(Recorded data)
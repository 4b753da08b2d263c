use std::{sync::Arc, time::Duration};

use anyhow::Result;
use mirror_core::{Meta, TreeIndex, TreeNode};
use mirror_sync::{Mirror, SubscribeOptions};

use super::watch::display_path;

pub async fn run_tree(mirror: &Mirror, path: &str, settle_ms: u64) -> Result<()> {
    mirror.subscribe(path, SubscribeOptions::new().unbounded());

    // settled once a full quiet period passes without a new snapshot
    let quiet = Duration::from_millis(settle_ms.max(1));
    let mut last = mirror.snapshot();
    loop {
        tokio::time::sleep(quiet).await;
        let current = mirror.snapshot();
        if Arc::ptr_eq(&current, &last) {
            break;
        }
        last = current;
    }

    print!("{}", render(&last, path));
    mirror.unsubscribe(path);
    Ok(())
}

/// Draws the subtree at `path` with box-drawing connectors.
fn render(tree: &TreeIndex, path: &str) -> String {
    let mut out = format!("{}\n", display_path(path));
    let root_children = if mirror_core::path::segments(path).next().is_none() {
        tree.root_children()
    } else {
        match tree.get_node(path) {
            Some(TreeNode::Dir { children, .. }) => &**children,
            _ => return out,
        }
    };

    // (children, index into them, prefix) per open directory
    let mut stack = vec![(root_children.iter().collect::<Vec<_>>(), 0usize, String::new())];
    while let Some((entries, index, prefix)) = stack.last_mut() {
        let Some((name, node)) = entries.get(*index).copied() else {
            stack.pop();
            continue;
        };
        *index += 1;
        let last = *index == entries.len();
        let connector = if last { "└── " } else { "├── " };
        let line = match node {
            TreeNode::Leaf(meta) => format!("{prefix}{connector}{name} {}", short_hash(meta)),
            TreeNode::Dir { .. } => format!("{prefix}{connector}{name}/"),
        };
        out.push_str(&line);
        out.push('\n');

        if let TreeNode::Dir { children, .. } = node {
            let nested = format!("{prefix}{}", if last { "    " } else { "│   " });
            stack.push((children.iter().collect(), 0, nested));
        }
    }
    out
}

fn short_hash(meta: &Meta) -> String {
    format!("[{}]", meta.hash.fmt_short())
}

**PROBLEM STATEMENT:** Only one stretch of the entries above is wanted: the lines from the one containing "per open directory" through the one containing "while let Some((entries, index, prefix))". Please reproduce it exactly.

**WRITTEN ANSWER:**
    // (children, index into them, prefix) per open directory
    let mut stack = vec![(root_children.iter().collect::<Vec<_>>(), 0usize, String::new())];
    while let Some((entries, index, prefix)) = stack.last_mut() {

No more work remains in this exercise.